On peut aussi se rendre, à Bruxelles, dans le quartier de Jette, rue Essegen, pour découvrir l’appartement que René et sa femme Georgette occupèrent de 1930 à 1954, aujourd’hui transformé en musée. À Châtelet, près de Charleroi, la maison où le peintre passa son adolescence est devenue un lieu de visite. Toute la ville s’est d’ailleurs pourvue d’un mobilier urbain rappelant les œuvres les plus emblématiques du peintre, notamment cette fameuse pipe qui n’est pas une pipe tout en étant une pipe (voir Les Soirées de Paris du 4 septembre 2015).
Il existe une partie bien particulière de l’œuvre de Magritte qui intéresse spécialement les collectionneurs, à défaut de passionner les amateurs d’art. Il s’agit des illustrations de partitions que l’artiste réalisa entre 1924 et 1936. Ces productions étaient sans doute essentiellement alimentaires, le peintre parlant lui-même d’un «travail imbécile», mais leur nombre est suffisamment important pour que le catalogue en soit établi par le libraire bruxellois Tristan Schwilden. Une bonne soixantaine de partitions ont été répertoriées. Chacune est détaillée, avec indications précises des différences d’une édition à l’autre (les collectionneurs adorent les différences). La première fut publiée chez Schott en 1924. Magritte avait illustré de façon saint-sulpicienne la romance pour piano, ou violon et piano, «Prière à mon ange» de Toussaint-Masson. On y voit une petite fille à genoux, les mains jointes, au pied de son lit. Elle est signée «Magrit» sans « e » comme deux autres partitions de la même année. (Magritte reprendra ensuite son vrai nom ou ses initiales MR, devenues «emair»). L’auteur reçut la somme de 50 francs belges. Il en fut tellement heureux qu’il offrit le lendemain une de ses toiles à la maison d’édition.
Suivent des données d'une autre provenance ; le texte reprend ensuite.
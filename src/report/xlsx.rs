// src/report/xlsx.rs
//! Workbook-backed artifact store. Reads with `calamine`, writes with `rust_xlsxwriter`.
//!
//! Saves go to a temp file in the same directory and are renamed over the target.
//! A save is refused with `StoreError::Locked` while an office owner file
//! (`~$NAME.xlsx`, `.~lock.NAME.xlsx#`) or our own `NAME.xlsx.lock` exists.

use std::fs::{self, File, OpenOptions};
use std::io::{BufReader, ErrorKind};
use std::path::{Path, PathBuf};

use calamine::{open_workbook, Data, Reader, Xlsx};
use rust_xlsxwriter::{Color, Format, FormatAlign, FormatUnderline, Workbook, Worksheet, XlsxError};
use tracing::debug;

use super::{Artifact, ArtifactStore, Row, Section, COL_URL};
use crate::error::StoreError;

const HEADER_FILL: u32 = 0x366092;
const MAX_COLUMN_WIDTH: usize = 50;

#[derive(Debug, Clone, Copy, Default)]
pub struct XlsxStore;

impl XlsxStore {
    pub fn new() -> Self {
        Self
    }
}

impl ArtifactStore for XlsxStore {
    fn load(&self, path: &Path) -> Result<Option<Artifact>, StoreError> {
        if !path.exists() {
            return Ok(None);
        }
        let read_err = |message: String| StoreError::Read {
            path: path.to_path_buf(),
            message,
        };
        let mut wb: Xlsx<BufReader<File>> =
            open_workbook(path).map_err(|e: calamine::XlsxError| read_err(e.to_string()))?;

        let mut artifact = Artifact::default();
        for name in wb.sheet_names() {
            let range = wb
                .worksheet_range(&name)
                .map_err(|e| read_err(format!("sheet '{name}': {e}")))?;
            let mut rows = range.rows();
            let header: Vec<String> = match rows.next() {
                Some(cells) => cells.iter().map(cell_text).collect(),
                None => Vec::new(),
            };
            let data = rows
                .map(|cells| {
                    let mut row = Row::default();
                    for (col, cell) in header.iter().zip(cells) {
                        if !col.is_empty() {
                            row.set(col, cell_text(cell));
                        }
                    }
                    row
                })
                .filter(|r| !r.is_blank())
                .collect();
            artifact.sections.push(Section {
                name,
                header,
                rows: data,
            });
        }
        debug!(path = %path.display(), sections = artifact.sections.len(), rows = artifact.row_count(), "artifact loaded");
        Ok(Some(artifact))
    }

    fn save(&self, path: &Path, artifact: &Artifact) -> Result<(), StoreError> {
        if let Some(owner) = office_owner_file(path) {
            debug!(owner = %owner.display(), "artifact open in another application");
            return Err(StoreError::Locked(path.to_path_buf()));
        }
        if let Some(dir) = path.parent().filter(|d| !d.as_os_str().is_empty()) {
            fs::create_dir_all(dir)?;
        }
        let _guard = LockFile::acquire(path)?;

        let write_err = |e: XlsxError| StoreError::Write {
            path: path.to_path_buf(),
            message: e.to_string(),
        };
        let mut wb = build_workbook(artifact).map_err(write_err)?;

        let tmp = temp_path(path);
        wb.save(&tmp).map_err(|e| match e {
            XlsxError::IoError(io) if io.kind() == ErrorKind::PermissionDenied => {
                StoreError::Locked(path.to_path_buf())
            }
            other => write_err(other),
        })?;
        fs::rename(&tmp, path).map_err(|e| {
            let _ = fs::remove_file(&tmp);
            if e.kind() == ErrorKind::PermissionDenied {
                StoreError::Locked(path.to_path_buf())
            } else {
                StoreError::Io(e)
            }
        })?;
        Ok(())
    }
}

fn cell_text(cell: &Data) -> String {
    match cell {
        Data::Empty => String::new(),
        Data::String(s) => s.trim().to_string(),
        other => other.to_string(),
    }
}

fn build_workbook(artifact: &Artifact) -> Result<Workbook, XlsxError> {
    let mut wb = Workbook::new();
    let header_fmt = Format::new()
        .set_bold()
        .set_font_color(Color::White)
        .set_background_color(Color::RGB(HEADER_FILL))
        .set_align(FormatAlign::Center);
    let link_fmt = Format::new()
        .set_font_color(Color::Blue)
        .set_underline(FormatUnderline::Single);

    for section in &artifact.sections {
        let ws = wb.add_worksheet();
        ws.set_name(&section.name)?;
        write_section(ws, section, &header_fmt, &link_fmt)?;
    }
    Ok(wb)
}

fn write_section(
    ws: &mut Worksheet,
    section: &Section,
    header_fmt: &Format,
    link_fmt: &Format,
) -> Result<(), XlsxError> {
    let mut widths: Vec<usize> = section.header.iter().map(|h| h.chars().count()).collect();

    for (c, name) in section.header.iter().enumerate() {
        ws.write_string_with_format(0, c as u16, name, header_fmt)?;
    }

    for (r, row) in section.rows.iter().enumerate() {
        let r = (r + 1) as u32;
        let fill = row
            .highlight
            .map(|h| Format::new().set_background_color(Color::RGB(h.rgb())));
        for (c, name) in section.header.iter().enumerate() {
            let c16 = c as u16;
            let value = row.get(name);
            widths[c] = widths[c].max(value.chars().count());
            if value.is_empty() && fill.is_none() {
                continue;
            }
            let written = if name == COL_URL && !value.is_empty() {
                let fmt = match &fill {
                    Some(f) => f.clone().set_font_color(Color::Blue).set_underline(FormatUnderline::Single),
                    None => link_fmt.clone(),
                };
                ws.write_url_with_format(r, c16, value, &fmt).map(|_| ())
            } else {
                Err(XlsxError::ParameterError(String::new()))
            };
            // plain text for non-URL columns and links the writer rejects
            if written.is_err() {
                match &fill {
                    Some(f) => ws.write_string_with_format(r, c16, value, f)?,
                    None => ws.write_string(r, c16, value)?,
                };
            }
        }
    }

    for (c, w) in widths.iter().enumerate() {
        ws.set_column_width(c as u16, ((w + 2).min(MAX_COLUMN_WIDTH)) as f64)?;
    }
    Ok(())
}

fn office_owner_file(path: &Path) -> Option<PathBuf> {
    let name = path.file_name()?.to_str()?;
    let dir = path.parent().unwrap_or_else(|| Path::new(""));
    [format!("~${name}"), format!(".~lock.{name}#")]
        .into_iter()
        .map(|n| dir.join(n))
        .find(|p| p.exists())
}

fn temp_path(path: &Path) -> PathBuf {
    let name = path
        .file_name()
        .and_then(|n| n.to_str())
        .unwrap_or("artifact.xlsx");
    path.with_file_name(format!(".{name}.{}.tmp.xlsx", std::process::id()))
}

/// Exclusive `<artifact>.lock` held for the duration of a save.
struct LockFile(PathBuf);

impl LockFile {
    fn acquire(artifact: &Path) -> Result<Self, StoreError> {
        let mut p = artifact.as_os_str().to_owned();
        p.push(".lock");
        let lock = PathBuf::from(p);
        match OpenOptions::new().write(true).create_new(true).open(&lock) {
            Ok(_) => Ok(Self(lock)),
            Err(e) if e.kind() == ErrorKind::AlreadyExists => {
                Err(StoreError::Locked(artifact.to_path_buf()))
            }
            Err(e) if e.kind() == ErrorKind::PermissionDenied => {
                Err(StoreError::Locked(artifact.to_path_buf()))
            }
            Err(e) => Err(StoreError::Io(e)),
        }
    }
}

impl Drop for LockFile {
    fn drop(&mut self) {
        let _ = fs::remove_file(&self.0);
    }
}

#[cfg(test)]
mod tests {
    use super::*;
    use crate::report::{Highlight, COL_TITLE};

    fn row(title: &str, url: &str) -> Row {
        let mut r = Row::default();
        r.set(COL_TITLE, title);
        r.set(COL_URL, url);
        r
    }

    fn sample() -> Artifact {
        let header = vec![COL_TITLE.to_string(), COL_URL.to_string(), "Notes".to_string()];
        let mut flagged = row("Second", "not a url");
        flagged.highlight = Some(Highlight::Completed);
        Artifact {
            sections: vec![
                Section {
                    name: "2025-W01".into(),
                    header: header.clone(),
                    rows: vec![row("First", "https://a.example/1"), flagged],
                },
                Section {
                    name: "2025-W02".into(),
                    header,
                    rows: vec![row("Third", "https://a.example/3")],
                },
            ],
        }
    }

    #[test]
    fn missing_file_loads_as_none() {
        let dir = tempfile::tempdir().unwrap();
        assert!(XlsxStore.load(&dir.path().join("none.xlsx")).unwrap().is_none());
    }

    #[test]
    fn sections_and_cells_survive_a_save() {
        let dir = tempfile::tempdir().unwrap();
        let path = dir.path().join("EMEA.xlsx");
        XlsxStore.save(&path, &sample()).unwrap();

        let back = XlsxStore.load(&path).unwrap().unwrap();
        let names: Vec<_> = back.sections.iter().map(|s| s.name.as_str()).collect();
        assert_eq!(names, vec!["2025-W01", "2025-W02"]);
        assert_eq!(back.row_count(), 3);
        let first = &back.sections[0];
        assert_eq!(first.header[2], "Notes");
        assert_eq!(first.rows[0].get(COL_URL), "https://a.example/1");
        assert_eq!(first.rows[1].get(COL_URL), "not a url");
        assert_eq!(first.rows[1].get("Notes"), "");
        // lock released, temp file renamed away
        let leftovers: Vec<_> = fs::read_dir(dir.path()).unwrap().collect();
        assert_eq!(leftovers.len(), 1);
    }

    #[test]
    fn owner_file_or_held_lock_reports_locked() {
        let dir = tempfile::tempdir().unwrap();
        let path = dir.path().join("UK_NA.xlsx");

        fs::write(dir.path().join("~$UK_NA.xlsx"), b"").unwrap();
        assert!(XlsxStore.save(&path, &sample()).unwrap_err().is_locked());
        fs::remove_file(dir.path().join("~$UK_NA.xlsx")).unwrap();

        let held = LockFile::acquire(&path).unwrap();
        assert!(XlsxStore.save(&path, &sample()).unwrap_err().is_locked());
        drop(held);
        XlsxStore.save(&path, &sample()).unwrap();
    }
}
Parcourir ce catalogue (ci-contre) est une plongée rafraîchissante dans un monde révolu, tout à la fois désuet et charmant. Les musiques populaires de l’époque, ce sont les fox-trots, les one-steps, les tangos, les javas, les valses (parfois hawaïennes), les charlestons. Les titres sont plus évocateurs encore. Parmi celles que Magritte a illustrées (de façon très conventionnelle) : «Chanson gothique», «Moulin d’amour», «Pampanas», «Suprême beauté», «Au pays des mosquées », «Floraison printanière », « Elle danse le charleston », ou encore «Elle a mis son smoking». Nous ne résistons pas au plaisir de citer des extraits de cette dernière composition de 1926, en omettant charitablement d’en citer l’auteur : «Elle a mis son smoking / Pour aller au dancing / Elle a mis son falzar / Pour aller au plumard / Et moi pour lui plaire / Pour la satisfaire / J’ai mis tout mon bazar au clou».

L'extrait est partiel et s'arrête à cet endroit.